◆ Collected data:
★ ★ ★ ★
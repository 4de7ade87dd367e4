//! CSI sidecar image table, keyed on the target Kubernetes version

use semver::Version;

use crate::manifest::{at_least, resolve_registry};

/// Sidecar image names (without registry) for one Kubernetes release line
#[derive(Debug, Clone, Copy, PartialEq, Eq)]
pub struct Sidecars {
    pub provisioner: &'static str,
    pub attacher: &'static str,
    pub resizer: &'static str,
    pub snapshotter: &'static str,
    pub registrar: &'static str,
}

/// Sidecars published under sig-storage, for Kubernetes 1.17 and later
pub const CURRENT_SIDECARS: Sidecars = Sidecars {
    provisioner: "csi-provisioner:v2.0.2",
    attacher: "csi-attacher:v3.0.0",
    resizer: "csi-resizer:v1.0.0",
    snapshotter: "csi-snapshotter:v3.0.0",
    registrar: "csi-node-driver-registrar:v2.0.1",
};

/// Sidecars published under quay.io/k8scsi, for older clusters
pub const LEGACY_SIDECARS: Sidecars = Sidecars {
    provisioner: "csi-provisioner:v1.6.0",
    attacher: "csi-attacher:v2.2.0",
    resizer: "csi-resizer:v0.5.0",
    snapshotter: "csi-snapshotter:v2.1.1",
    registrar: "csi-node-driver-registrar:v1.3.0",
};

impl Sidecars {
    pub fn for_version(version: &Version) -> Self {
        if Self::uses_sig_storage(version) {
            CURRENT_SIDECARS
        } else {
            LEGACY_SIDECARS
        }
    }

    /// sig-storage hosts the sidecar releases used from 1.17 onwards
    pub fn uses_sig_storage(version: &Version) -> bool {
        at_least(version, 1, 17)
    }
}

/// Fully qualified sidecar images for a cluster version and registry override
#[derive(Debug, Clone, PartialEq, Eq)]
pub struct SidecarImages {
    pub provisioner: String,
    pub attacher: String,
    pub resizer: String,
    pub snapshotter: String,
    pub registrar: String,
}

impl SidecarImages {
    pub fn resolve(image_registry: &str, version: &Version) -> Self {
        let registry = resolve_registry(image_registry, Sidecars::uses_sig_storage(version));
        let sidecars = Sidecars::for_version(version);
        let qualify = |image: &str| format!("{}/{}", registry, image);

        Self {
            provisioner: qualify(sidecars.provisioner),
            attacher: qualify(sidecars.attacher),
            resizer: qualify(sidecars.resizer),
            snapshotter: qualify(sidecars.snapshotter),
            registrar: qualify(sidecars.registrar),
        }
    }
}

#[cfg(test)]
mod tests {
    use super::*;

    #[test]
    fn test_default_registry_by_version() {
        let current = SidecarImages::resolve("", &Version::new(1, 17, 0));
        assert_eq!(
            current.provisioner,
            "k8s.gcr.io/sig-storage/csi-provisioner:v2.0.2"
        );

        let legacy = SidecarImages::resolve("", &Version::new(1, 16, 4));
        assert_eq!(legacy.attacher, "quay.io/k8scsi/csi-attacher:v2.2.0");
    }

    #[test]
    fn test_custom_registry() {
        let images = SidecarImages::resolve("registry.example.com/mirror/", &Version::new(1, 19, 0));
        assert_eq!(
            images.registrar,
            "registry.example.com/mirror/csi-node-driver-registrar:v2.0.1"
        );
    }
}
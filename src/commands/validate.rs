//! Validate command: check that a manifest file parses

use anyhow::{Context, Result};
use std::fs;
use std::path::Path;

use crate::manifest::{ManifestError, validate_yaml};
use crate::utils::errors::InstallerError;

/// Outcome of validating one file
#[derive(Debug, PartialEq, Eq)]
pub enum Validation {
    Valid { documents: usize },
    Invalid { document: usize, reason: String },
    Empty,
}

/// Validate the YAML stream in `path`
pub fn validate_file(path: &Path) -> Result<Validation> {
    let contents = fs::read_to_string(path)
        .with_context(|| format!("Failed to read {}", path.display()))?;

    Ok(match validate_yaml(&contents) {
        Ok(documents) => Validation::Valid { documents },
        Err(ManifestError::InvalidYaml { document, source }) => Validation::Invalid {
            document,
            reason: source.to_string(),
        },
        Err(ManifestError::EmptyStream) => Validation::Empty,
        Err(other) => return Err(other.into()),
    })
}

/// Handle validate command
pub fn validate(path: &Path) -> Result<()> {
    match validate_file(path)? {
        Validation::Valid { documents } => {
            println!("{}: {} valid document(s)", path.display(), documents);
            Ok(())
        }
        Validation::Invalid { document, reason } => Err(InstallerError::new(format!(
            "{}: document {} is not valid YAML: {}",
            path.display(),
            document,
            reason
        ))
        .suggest("Documents are numbered from 0 in the order they appear")
        .into()),
        Validation::Empty => Err(InstallerError::new(format!(
            "{}: no documents found",
            path.display()
        ))
        .into()),
    }
}
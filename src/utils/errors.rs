//! Enhanced error types with actionable suggestions

use colored::Colorize;
use thiserror::Error;

/// Enhanced error with suggestions and documentation links
#[derive(Error, Debug)]
#[error("{message}")]
pub struct InstallerError {
    pub message: String,
    pub suggestions: Vec<String>,
    pub docs_link: Option<String>,
}

pub const DOCS_LINK: &str = "https://docs.netapp.com/us-en/trident/";

impl InstallerError {
    /// Create a new error with suggestions
    pub fn new(message: impl Into<String>) -> Self {
        Self {
            message: message.into(),
            suggestions: Vec::new(),
            docs_link: None,
        }
    }

    /// Add a suggestion to the error
    pub fn suggest(mut self, suggestion: impl Into<String>) -> Self {
        self.suggestions.push(suggestion.into());
        self
    }

    /// Add a documentation link
    pub fn with_docs(mut self, link: impl Into<String>) -> Self {
        self.docs_link = Some(link.into());
        self
    }

    /// Display the error with suggestions
    pub fn display(&self) {
        crate::log_error!("{}", self.message);
        eprintln!("{} {}", "error:".red().bold(), self.message);

        if !self.suggestions.is_empty() {
            eprintln!();
            eprintln!("{}", "Suggestions:".yellow().bold());
            for suggestion in &self.suggestions {
                eprintln!("  {} {}", "→".blue(), suggestion);
            }
        }

        if let Some(docs) = &self.docs_link {
            eprintln!();
            eprintln!("{} {}", "Documentation:".cyan(), docs);
        }
    }

    // Common error patterns

    /// Tool not found error
    pub fn tool_not_found(tool: &str, install_hint: &str) -> Self {
        Self::new(format!("Required tool '{}' not found", tool))
            .suggest(install_hint.to_string())
            .suggest("Ensure the tool is in your PATH")
    }

    /// Kubernetes version string could not be used
    pub fn invalid_version(input: &str) -> Self {
        Self::new(format!("Unrecognised Kubernetes version '{}'", input))
            .suggest("Pass a version such as 1.19 or v1.18.3 with --kubernetes-version")
            .suggest("Or leave it unset to detect the version with kubectl")
    }

    /// A rendered manifest did not parse
    pub fn invalid_manifest(reason: &str) -> Self {
        Self::new(format!("Rendered manifest is not valid YAML: {}", reason))
            .suggest("Check names and labels for newlines or YAML special characters")
            .suggest("Inspect the output with: trident-installer generate bundle")
    }

    /// Permission denied error
    pub fn permission_denied(operation: &str) -> Self {
        Self::new(format!("Permission denied: {}", operation))
            .suggest("Verify you have sufficient cluster permissions")
            .suggest("Installing cluster-scoped objects needs the cluster-admin role")
            .suggest("For OpenShift: ensure you're logged in as a privileged user")
    }

    /// Cluster could not be reached
    pub fn cluster_unreachable() -> Self {
        Self::new("Unable to reach the Kubernetes API server")
            .suggest("Check your current context: kubectl config current-context")
            .suggest("Verify network connectivity to the cluster")
            .suggest("Use --kubernetes-version and --flavor to render offline")
    }

    /// Missing prerequisite error
    pub fn missing_prerequisite(prereq: &str, reason: &str) -> Self {
        Self::new(format!("Missing prerequisite: {} ({})", prereq, reason))
            .suggest("Run 'trident-installer check' to see all prerequisites")
            .suggest(format!("Install {}", prereq))
    }

    /// OpenShift not logged in error
    pub fn openshift_not_logged_in() -> Self {
        Self::new("Not logged into an OpenShift cluster")
            .suggest("Log in with: oc login <cluster-url>")
            .suggest("Verify credentials and cluster accessibility")
    }
}

/// Helper to display error and exit
pub fn display_error_and_exit(error: InstallerError) -> ! {
    error.display();
    std::process::exit(1);
}

/// Convert anyhow error to InstallerError when possible
pub fn enhance_error(err: anyhow::Error) -> InstallerError {
    let err = match err.downcast::<InstallerError>() {
        Ok(already) => return already,
        Err(err) => err,
    };

    if let Some(manifest) = err.downcast_ref::<crate::manifest::ManifestError>() {
        return match manifest {
            crate::manifest::ManifestError::InvalidVersion { input, .. } => {
                InstallerError::invalid_version(input)
            }
            other => InstallerError::invalid_manifest(&other.to_string()),
        };
    }

    let err_str = format!("{:#}", err);

    if err_str.contains("connection refused")
        || err_str.contains("Unable to connect")
        || err_str.contains("timeout")
    {
        return InstallerError::cluster_unreachable();
    }

    if err_str.contains("unauthorized") || err_str.contains("forbidden") {
        return InstallerError::permission_denied("cluster operation");
    }

    if err_str.contains("not logged") {
        return InstallerError::openshift_not_logged_in();
    }

    // Default error with generic suggestion
    InstallerError::new(err_str)
        .suggest("Run with -v or -vv for more details")
        .with_docs(DOCS_LINK)
}
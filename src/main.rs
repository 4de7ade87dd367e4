//! trident-installer CLI - render and install Trident manifests

use anyhow::Result;
use clap::{Args, CommandFactory, Parser, Subcommand};
use clap_complete::{Shell, generate};
use std::io;
use std::path::PathBuf;
use trident_installer::commands::generate::{GenerateOptions, Resource};
use trident_installer::commands::install::InstallCommandOptions;
use trident_installer::commands::uninstall::UninstallOptions;
use trident_installer::commands::{RenderOverrides, parse_key_value};
use trident_installer::config::Settings;
use trident_installer::manifest::{Flavor, resolve_registry};
use trident_installer::utils::errors::{display_error_and_exit, enhance_error};
use trident_installer::utils::prereqs::Prerequisite;
use trident_installer::utils::{CommonPrereqs, DryRun, logger};
use trident_installer::{log_error, log_info};

#[derive(Parser)]
#[command(name = "trident-installer")]
#[command(author, version, about = "Render and install the Trident CSI storage orchestrator", long_about = None)]
struct Cli {
    /// Verbose output (can be used multiple times: -v, -vv, -vvv)
    /// -v: INFO, -vv: DEBUG, -vvv: TRACE
    #[arg(short, long, global = true, action = clap::ArgAction::Count)]
    verbose: u8,

    /// Dry-run mode: show what would be done without making changes
    #[arg(long, global = true)]
    dry_run: bool,

    /// Path to a configuration file
    #[arg(long, global = true, env = "TRIDENT_INSTALLER_CONFIG")]
    config: Option<PathBuf>,

    #[command(subcommand)]
    command: Commands,
}

/// Values that override the configuration file when rendering
#[derive(Args, Debug, Clone, Default)]
struct RenderArgs {
    /// Namespace to install into
    #[arg(short, long)]
    namespace: Option<String>,

    /// Cluster flavor (detected from the cluster by install/uninstall when unset)
    #[arg(long, value_enum)]
    flavor: Option<Flavor>,

    /// Kubernetes version to render for (e.g. 1.19, v1.18.3-eks-1); asks the cluster when unset
    #[arg(long)]
    kubernetes_version: Option<String>,

    /// Render the legacy (non-CSI) deployment
    #[arg(long)]
    legacy: bool,

    /// Trident image
    #[arg(long)]
    image: Option<String>,

    /// Autosupport collector image
    #[arg(long)]
    autosupport_image: Option<String>,

    /// Registry hosting the CSI sidecar images
    #[arg(long)]
    image_registry: Option<String>,

    /// Kubelet root directory on the nodes
    #[arg(long)]
    kubelet_dir: Option<String>,

    /// Log format of the Trident containers (text or json)
    #[arg(long)]
    log_format: Option<String>,

    /// Image pull secret (repeatable)
    #[arg(long = "pull-secret")]
    pull_secrets: Vec<String>,

    /// Enable debug logging in the deployed components
    #[arg(long)]
    debug: bool,

    /// Use IPv6 localhost for the controller's REST endpoint
    #[arg(long)]
    use_ipv6: bool,

    /// Enable CSI topology in the provisioner
    #[arg(long)]
    enable_topology: bool,

    /// Silence the autosupport collector
    #[arg(long)]
    silence_autosupport: bool,

    /// Secret entry KEY=VALUE (repeatable)
    #[arg(long = "secret", value_parser = parse_key_value)]
    secrets: Vec<(String, String)>,

    /// Path to kubeconfig file
    #[arg(short, long, env = "KUBECONFIG")]
    kubeconfig: Option<PathBuf>,
}

impl From<RenderArgs> for RenderOverrides {
    fn from(args: RenderArgs) -> Self {
        Self {
            namespace: args.namespace,
            flavor: args.flavor,
            kubernetes_version: args.kubernetes_version,
            legacy: args.legacy,
            trident_image: args.image,
            autosupport_image: args.autosupport_image,
            image_registry: args.image_registry,
            kubelet_dir: args.kubelet_dir,
            log_format: args.log_format,
            image_pull_secrets: args.pull_secrets,
            debug: args.debug,
            use_ipv6: args.use_ipv6,
            topology_enabled: args.enable_topology,
            silence_autosupport: args.silence_autosupport,
            secret_data: args.secrets,
            kubeconfig: args.kubeconfig,
        }
    }
}

#[derive(Subcommand)]
enum Commands {
    /// Render one manifest kind, or the whole bundle
    Generate {
        /// Resource to render
        #[arg(value_enum)]
        resource: Resource,

        /// Write to this file instead of stdout
        #[arg(short, long)]
        output: Option<String>,

        #[command(flatten)]
        render: RenderArgs,
    },

    /// Install Trident into the current cluster
    Install {
        /// Wait for the controller and node pods to roll out
        #[arg(long)]
        wait: bool,

        /// Rollout timeout used with --wait
        #[arg(long, default_value = "300s")]
        timeout: String,

        #[command(flatten)]
        render: RenderArgs,
    },

    /// Remove Trident from the current cluster
    Uninstall {
        /// Do not ask for confirmation
        #[arg(short, long)]
        yes: bool,

        /// Also delete the CRDs and the namespace
        #[arg(long)]
        purge: bool,

        #[command(flatten)]
        render: RenderArgs,
    },

    /// Print the registry the CSI sidecars are pulled from
    Registry {
        /// Registry override; empty selects the default
        #[arg(default_value = "")]
        value: String,

        /// Resolve for the pre-sig-storage sidecar line
        #[arg(long)]
        legacy: bool,
    },

    /// Check that a YAML manifest file parses
    Validate {
        /// Multi-document YAML file
        file: PathBuf,
    },

    /// Check prerequisites
    Check {
        /// Check for OpenShift tools
        #[arg(long)]
        openshift: bool,
    },

    /// Print an example configuration file
    Config,

    /// Generate shell completion scripts
    Completion {
        /// Shell type
        #[arg(value_enum)]
        shell: Shell,
    },

    /// Show version information
    Version,
}

fn main() {
    let cli = Cli::parse();

    logger::init(cli.verbose);

    let dry_run = DryRun(cli.dry_run);
    if dry_run.is_enabled() {
        log_info!("DRY RUN MODE: No changes will be made");
    }

    if let Err(e) = run(cli, dry_run) {
        display_error_and_exit(enhance_error(e));
    }
}

fn run(cli: Cli, dry_run: DryRun) -> Result<()> {
    let settings = Settings::load(cli.config.as_deref())?;
    if !settings.colors.enabled {
        colored::control::set_override(false);
    }

    match cli.command {
        Commands::Generate {
            resource,
            output,
            render,
        } => trident_installer::commands::generate::generate(
            &settings,
            GenerateOptions {
                resource,
                overrides: render.into(),
                output,
            },
        ),
        Commands::Install {
            wait,
            timeout,
            render,
        } => trident_installer::commands::install::install(
            &settings,
            InstallCommandOptions {
                overrides: render.into(),
                wait,
                timeout,
            },
            dry_run,
        ),
        Commands::Uninstall { yes, purge, render } => {
            trident_installer::commands::uninstall::uninstall(
                &settings,
                UninstallOptions {
                    overrides: render.into(),
                    yes,
                    purge,
                },
                dry_run,
            )
        }
        Commands::Registry { value, legacy } => handle_registry_command(&value, legacy),
        Commands::Validate { file } => trident_installer::commands::validate::validate(&file),
        Commands::Check { openshift } => handle_check_command(openshift),
        Commands::Config => handle_config_command(),
        Commands::Completion { shell } => handle_completion_command(shell),
        Commands::Version => handle_version_command(),
    }
}

fn handle_registry_command(value: &str, legacy: bool) -> Result<()> {
    println!("{}", resolve_registry(value, !legacy));
    Ok(())
}

fn handle_check_command(openshift: bool) -> Result<()> {
    log_info!("Checking prerequisites...");

    let kubectl = CommonPrereqs::kubectl();
    let oc = CommonPrereqs::oc();

    let mut prereqs: Vec<&dyn Prerequisite> = vec![&kubectl];
    if openshift {
        prereqs.push(&oc);
    }

    let report = CommonPrereqs::check_all(&prereqs);
    for tool in &report.found {
        println!("  ✓ {}", tool);
    }
    for (tool, hint) in &report.missing {
        println!("  ✗ {} ({})", tool, hint);
    }

    if report.is_satisfied() {
        log_info!("All prerequisites satisfied");
        Ok(())
    } else {
        log_error!("{} prerequisite(s) missing", report.missing.len());
        std::process::exit(1);
    }
}

fn handle_config_command() -> Result<()> {
    print!("{}", Settings::example_config());
    Ok(())
}

fn handle_completion_command(shell: Shell) -> Result<()> {
    let mut cmd = Cli::command();
    generate(shell, &mut cmd, "trident-installer", &mut io::stdout());
    Ok(())
}

fn handle_version_command() -> Result<()> {
    println!("trident-installer {}", env!("CARGO_PKG_VERSION"));
    println!("Manifest factory and installer for the Trident CSI storage orchestrator");
    Ok(())
}
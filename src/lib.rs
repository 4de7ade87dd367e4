//! trident-installer: renders the Kubernetes manifests for the Trident CSI
//! storage orchestrator and installs them with kubectl

pub mod commands;
pub mod config;
pub mod install;
pub mod k8s;
pub mod manifest;
pub mod utils;
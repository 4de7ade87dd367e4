//! Container registry resolution for CSI sidecar images

/// Registry hosting the current CSI sidecar releases
pub const CSI_SIDECAR_REGISTRY: &str = "k8s.gcr.io/sig-storage";

/// Registry hosting the older CSI sidecar releases
pub const LEGACY_SIDECAR_REGISTRY: &str = "quay.io/k8scsi";

/// Normalize a user supplied registry prefix.
///
/// A non-empty value only loses a single trailing `/`; paths inside it are
/// kept. An empty value falls back to the default registry for `csi`.
pub fn resolve_registry(registry: &str, csi: bool) -> String {
    if registry.is_empty() {
        let default = if csi {
            CSI_SIDECAR_REGISTRY
        } else {
            LEGACY_SIDECAR_REGISTRY
        };
        return default.to_string();
    }

    registry.strip_suffix('/').unwrap_or(registry).to_string()
}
★ ★ ★ ★
◆ EXERCISE BRIEF:
In the records above, find the lines holding "that". Copy each one.

◆ EXERCISE RESULT:
//! Validate command: check that a manifest file parses
/// Values that override the configuration file when rendering
    /// Check that a YAML manifest file parses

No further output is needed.